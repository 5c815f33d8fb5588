use axum::Json;
use axum::extract::rejection::QueryRejection;
use axum::http::StatusCode;
use axum::response::{IntoResponse, Response};
use thiserror::Error;

use super::types::ErrorResponse;

/// Errors a handler can return. Every variant renders as `{"error": ...}`.
#[derive(Debug, Error, PartialEq)]
pub enum ApiError {
    #[error("{0}")]
    NotFound(String),
    #[error("{0}")]
    BadRequest(String),
    #[error("Internal server error")]
    Internal,
}

impl ApiError {
    pub fn unknown_node(id: &str) -> Self {
        Self::NotFound(format!("Node '{id}' not found"))
    }

    pub fn endpoint_not_found() -> Self {
        Self::NotFound("Endpoint not found".to_string())
    }

    fn status_code(&self) -> StatusCode {
        match self {
            Self::NotFound(_) => StatusCode::NOT_FOUND,
            Self::BadRequest(_) => StatusCode::BAD_REQUEST,
            Self::Internal => StatusCode::INTERNAL_SERVER_ERROR,
        }
    }
}

impl From<QueryRejection> for ApiError {
    fn from(rejection: QueryRejection) -> Self {
        Self::BadRequest(rejection.body_text())
    }
}

impl IntoResponse for ApiError {
    fn into_response(self) -> Response {
        let status = self.status_code();
        (
            status,
            Json(ErrorResponse {
                error: self.to_string(),
            }),
        )
            .into_response()
    }
}

#[cfg(test)]
mod tests {
    use super::*;

    #[test]
    fn status_codes() {
        assert_eq!(
            ApiError::unknown_node("Z").into_response().status(),
            StatusCode::NOT_FOUND
        );
        assert_eq!(
            ApiError::BadRequest("bad".into()).into_response().status(),
            StatusCode::BAD_REQUEST
        );
        assert_eq!(
            ApiError::Internal.into_response().status(),
            StatusCode::INTERNAL_SERVER_ERROR
        );
    }

    #[test]
    fn messages() {
        assert_eq!(ApiError::unknown_node("Z").to_string(), "Node 'Z' not found");
        assert_eq!(ApiError::endpoint_not_found().to_string(), "Endpoint not found");
        assert_eq!(ApiError::Internal.to_string(), "Internal server error");
        assert_eq!(ApiError::BadRequest("duplicate field".into()).to_string(), "duplicate field");
    }
}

> **Task to carry out**
Go through the listing above and return each line where the word "ApiError" occurs.

> **Result of this task**
pub enum ApiError {
impl ApiError {
impl From<QueryRejection> for ApiError {
impl IntoResponse for ApiError {
            ApiError::unknown_node("Z").into_response().status(),
            ApiError::BadRequest("bad".into()).into_response().status(),
            ApiError::Internal.into_response().status(),
        assert_eq!(ApiError::unknown_node("Z").to_string(), "Node 'Z' not found");
        assert_eq!(ApiError::endpoint_not_found().to_string(), "Endpoint not found");
        assert_eq!(ApiError::Internal.to_string(), "Internal server error");
        assert_eq!(ApiError::BadRequest("duplicate field".into()).to_string(), "duplicate field");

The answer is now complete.